La seule étudiante qui a rappelé l’origine étrangère de nombreux Français était une fille dont le père est italien. Elle-même disait se sentir plus italienne qu’irlandaise ou britannique. En revanche, des cousines à elle vivent en France et se disent françaises. Elle savait que l’immigration italienne avait été massive en France, et qu’elle fut difficile pour beaucoup de gens. Elle révéla le chiffre, corroboré par les historiens de l’immigration, que 40% des Français ont un parent ou un grand-parent étranger.
Gérard Noiriel, historien de l’immigration, le martèle depuis des décennies : « Avec les Etats-Unis et le Canada, la France est le pays industrialisé dont la population doit le plus à l’immigration. » (article de 1986!) C’est pour cette raison que nous avons développé un sens historique (parfois à la limite de la propagande) qui permette d’intégrer tous ces étrangers et d’en faire des concitoyens à part entière. Le mythe, ou la légende, des phrases du type : « Nos ancêtres les Gaulois », enseignées à des Africains, ne doit pas nier la réalité d’un discours républicain qui enseignait aux enfants de toutes les origines que ce qui les unissait n’était pas une race, ni une religion, ni une origine ethnique, mais un projet commun. Il faut lire les souvenirs de François Cavanna, immigré italien dans les années 30, et comprendre comment la France a su développer à la fois une identité forte et un accueil incessant d’étrangers.

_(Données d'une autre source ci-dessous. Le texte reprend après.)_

//! RSI (Relative Strength Index) indicator implementation.
//!
//! Uses Wilder's smoothing for average gain/loss calculation:
//! - First average: simple mean of gains/losses over first n bars
//! - Subsequent: avg = (prev_avg * (n-1) + current) / n
//!
//! Formula: RSI = 100 - (100 / (1 + avg_gain / avg_loss))
//! If avg_loss == 0: RSI = 100
//!
//! Warmup: first n bars are invalid (need n price changes to compute initial average).

use crate::domain::indicator::{IndicatorPoint, IndicatorSeries, IndicatorType};
use crate::domain::ohlcv::OhlcvBar;

fn rsi_from_averages(avg_gain: f64, avg_loss: f64) -> f64 {
    if avg_loss == 0.0 {
        100.0
    } else {
        100.0 - (100.0 / (1.0 + avg_gain / avg_loss))
    }
}

pub fn calculate_rsi(bars: &[OhlcvBar], period: usize) -> IndicatorSeries {
    if period == 0 || bars.len() < 2 {
        return IndicatorSeries {
            indicator_type: IndicatorType::Rsi(period),
            values: bars.iter().map(|b| IndicatorPoint::invalid(b.date)).collect(),
        };
    }

    let mut values = Vec::with_capacity(bars.len());
    values.push(IndicatorPoint::invalid(bars[0].date));

    let mut gain_sum = 0.0;
    let mut loss_sum = 0.0;
    let mut avg_gain = 0.0;
    let mut avg_loss = 0.0;

    for i in 1..bars.len() {
        let change = bars[i].close - bars[i - 1].close;
        let gain = change.max(0.0);
        let loss = (-change).max(0.0);
        let changes_seen = i;

        if changes_seen < period {
            gain_sum += gain;
            loss_sum += loss;
            values.push(IndicatorPoint::invalid(bars[i].date));
        } else if changes_seen == period {
            avg_gain = (gain_sum + gain) / period as f64;
            avg_loss = (loss_sum + loss) / period as f64;
            values.push(IndicatorPoint::valid(
                bars[i].date,
                rsi_from_averages(avg_gain, avg_loss),
            ));
        } else {
            avg_gain = (avg_gain * (period - 1) as f64 + gain) / period as f64;
            avg_loss = (avg_loss * (period - 1) as f64 + loss) / period as f64;
            values.push(IndicatorPoint::valid(
                bars[i].date,
                rsi_from_averages(avg_gain, avg_loss),
            ));
        }
    }

    IndicatorSeries {
        indicator_type: IndicatorType::Rsi(period),
        values,
    }
}
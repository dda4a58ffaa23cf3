//! Daily OHLCV bar representation.

use chrono::NaiveDate;
use serde::Serialize;

#[derive(Debug, Clone, PartialEq, Serialize)]
pub struct OhlcvBar {
    pub code: String,
    pub date: NaiveDate,
    pub open: f64,
    pub high: f64,
    pub low: f64,
    pub close: f64,
    pub volume: i64,
}

impl OhlcvBar {
    /// max(high - low, |high - prev_close|, |low - prev_close|)
    pub fn true_range(&self, prev_close: f64) -> f64 {
        let hl = self.high - self.low;
        let hc = (self.high - prev_close).abs();
        let lc = (self.low - prev_close).abs();
        hl.max(hc).max(lc)
    }

    /// Absolute open-vs-reference move as a fraction of the reference close.
    pub fn gap_fraction(&self, reference_close: f64) -> f64 {
        if reference_close <= 0.0 {
            return f64::INFINITY;
        }
        (self.open - reference_close).abs() / reference_close
    }
}

#[cfg(test)]
mod tests {
    use super::*;

    fn sample_bar() -> OhlcvBar {
        OhlcvBar {
            code: "AAPL".into(),
            date: NaiveDate::from_ymd_opt(2024, 1, 15).unwrap(),
            open: 100.0,
            high: 110.0,
            low: 90.0,
            close: 105.0,
            volume: 50_000,
        }
    }

    #[test]
    fn true_range_hl_dominates() {
        let bar = sample_bar();
        // high-low=20, |high-100|=10, |low-100|=10 → 20
        assert!((bar.true_range(100.0) - 20.0).abs() < f64::EPSILON);
    }

    #[test]
    fn true_range_gap_up() {
        let bar = sample_bar();
        // high-low=20, |110-70|=40, |90-70|=20 → 40
        assert!((bar.true_range(70.0) - 40.0).abs() < f64::EPSILON);
    }

    #[test]
    fn true_range_gap_down() {
        let bar = sample_bar();
        // high-low=20, |110-130|=20, |90-130|=40 → 40
        assert!((bar.true_range(130.0) - 40.0).abs() < f64::EPSILON);
    }

    #[test]
    fn gap_fraction_up_and_down() {
        let bar = sample_bar();
        assert!((bar.gap_fraction(98.0) - 2.0 / 98.0).abs() < 1e-12);
        assert!((bar.gap_fraction(102.0) - 2.0 / 102.0).abs() < 1e-12);
        assert_eq!(bar.gap_fraction(100.0), 0.0);
    }

    #[test]
    fn gap_fraction_zero_reference_is_infinite() {
        assert!(sample_bar().gap_fraction(0.0).is_infinite());
    }
}
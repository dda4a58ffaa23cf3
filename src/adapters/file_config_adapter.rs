//! INI file configuration adapter.

use crate::domain::error::SwingtraderError;
use crate::ports::config_port::ConfigPort;
use configparser::ini::Ini;
use std::path::Path;

#[derive(Debug)]
pub struct FileConfigAdapter {
    config: Ini,
}

impl FileConfigAdapter {
    pub fn from_file<P: AsRef<Path>>(path: P) -> Result<Self, SwingtraderError> {
        let path = path.as_ref();
        let mut config = Ini::new();
        config
            .load(path)
            .map_err(|reason| SwingtraderError::ConfigParse {
                file: path.display().to_string(),
                reason,
            })?;
        Ok(Self { config })
    }

    pub fn from_string(content: &str) -> Result<Self, String> {
        let mut config = Ini::new();
        config.read(content.to_string())?;
        Ok(Self { config })
    }

    fn parse_bool(value: &str) -> Option<bool> {
        match value.trim().to_lowercase().as_str() {
            "true" | "yes" | "on" | "1" => Some(true),
            "false" | "no" | "off" | "0" => Some(false),
            _ => None,
        }
    }
}

impl ConfigPort for FileConfigAdapter {
    fn get_string(&self, section: &str, key: &str) -> Option<String> {
        self.config.get(section, key)
    }

    fn get_bool(&self, section: &str, key: &str, default: bool) -> bool {
        self.config
            .get(section, key)
            .as_deref()
            .and_then(Self::parse_bool)
            .unwrap_or(default)
    }
}
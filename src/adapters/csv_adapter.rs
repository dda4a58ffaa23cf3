//! CSV directory data adapter.
//!
//! One file per instrument, `{CODE}.csv` with a
//! `date,open,high,low,close,volume` header, plus an optional `sectors.csv`
//! mapping `code,sector`.

use crate::domain::error::SwingtraderError;
use crate::domain::ohlcv::OhlcvBar;
use crate::ports::data_port::DataPort;
use chrono::NaiveDate;
use serde::Deserialize;
use std::collections::HashMap;
use std::fs;
use std::path::PathBuf;

pub const SECTORS_FILE: &str = "sectors.csv";

#[derive(Debug, Deserialize)]
struct BarRow {
    date: String,
    open: f64,
    high: f64,
    low: f64,
    close: f64,
    volume: i64,
}

#[derive(Debug, Deserialize)]
struct SectorRow {
    code: String,
    sector: String,
}

pub struct CsvAdapter {
    base_path: PathBuf,
}

impl CsvAdapter {
    pub fn new(base_path: PathBuf) -> Self {
        Self { base_path }
    }

    fn csv_path(&self, code: &str) -> PathBuf {
        self.base_path.join(format!("{}.csv", code))
    }
}

fn data_error(path: &std::path::Path, detail: impl std::fmt::Display) -> SwingtraderError {
    SwingtraderError::Data {
        reason: format!("{}: {}", path.display(), detail),
    }
}

impl DataPort for CsvAdapter {
    fn fetch_ohlcv(
        &self,
        code: &str,
        start_date: NaiveDate,
        end_date: NaiveDate,
    ) -> Result<Vec<OhlcvBar>, SwingtraderError> {
        let path = self.csv_path(code);
        let mut rdr = csv::ReaderBuilder::new()
            .trim(csv::Trim::All)
            .from_path(&path)
            .map_err(|e| data_error(&path, e))?;

        let mut bars = Vec::new();
        for (line, result) in rdr.deserialize::<BarRow>().enumerate() {
            let row = result.map_err(|e| data_error(&path, e))?;
            let date = NaiveDate::parse_from_str(&row.date, "%Y-%m-%d").map_err(|e| {
                data_error(&path, format!("row {}: invalid date '{}': {}", line + 1, row.date, e))
            })?;

            if date < start_date || date > end_date {
                continue;
            }

            bars.push(OhlcvBar {
                code: code.to_string(),
                date,
                open: row.open,
                high: row.high,
                low: row.low,
                close: row.close,
                volume: row.volume,
            });
        }

        bars.sort_by_key(|b| b.date);
        bars.dedup_by_key(|b| b.date);
        Ok(bars)
    }

    fn list_symbols(&self) -> Result<Vec<String>, SwingtraderError> {
        let entries = fs::read_dir(&self.base_path).map_err(|e| data_error(&self.base_path, e))?;

        let mut symbols = Vec::new();
        for entry in entries {
            let entry = entry.map_err(|e| data_error(&self.base_path, e))?;
            let name = entry.file_name();
            let name = name.to_string_lossy();
            if name == SECTORS_FILE {
                continue;
            }
            if let Some(code) = name.strip_suffix(".csv") {
                symbols.push(code.to_string());
            }
        }

        symbols.sort();
        Ok(symbols)
    }

    fn sector_map(&self) -> Result<HashMap<String, String>, SwingtraderError> {
        let path = self.base_path.join(SECTORS_FILE);
        if !path.exists() {
            return Ok(HashMap::new());
        }

        let mut rdr = csv::ReaderBuilder::new()
            .trim(csv::Trim::All)
            .from_path(&path)
            .map_err(|e| data_error(&path, e))?;

        let mut sectors = HashMap::new();
        for result in rdr.deserialize::<SectorRow>() {
            let row = result.map_err(|e| data_error(&path, e))?;
            sectors.insert(row.code.to_uppercase(), row.sector);
        }
        Ok(sectors)
    }
}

Ce sens de l’histoire, c’est ce qui permet de comprendre pourquoi un Juif alsacien, accusé à tort de traîtrise contre la patrie, alors qu’une partie de la population suinte l’antisémitisme, n’a eu qu’une parole au moment de la dégradation de son statut : « Vive la France ». Ce n’est pas une parole chauvine, ce n’est pas du respect pour un pays, mais c’est une forme de fidélité à un message, à une promesse de vie commune.
Si les Britanniques nous voient comme racistes, c’est entre autre parce qu’ils ont distendu leur rapport à l’histoire. D’ailleurs, l’histoire est une discipline scolaire qui n’est obligatoire ni pour l’équivalent du bac, ni pour l’équivalent du brevet des collèges, au Royaume-Uni. En ces temps de fortes migrations, je trouve cette indifférence à l’histoire presque dangereuse.
Le mythe de la francité homogène explique en partie le succès d’Astérix (personnage dont les deux pères sont, comme Cavanna, nos compatriotes par adoption…)
« Nos ancêtres les Gaulois », plagiat par anticipation de la Rubrique -à-Brac!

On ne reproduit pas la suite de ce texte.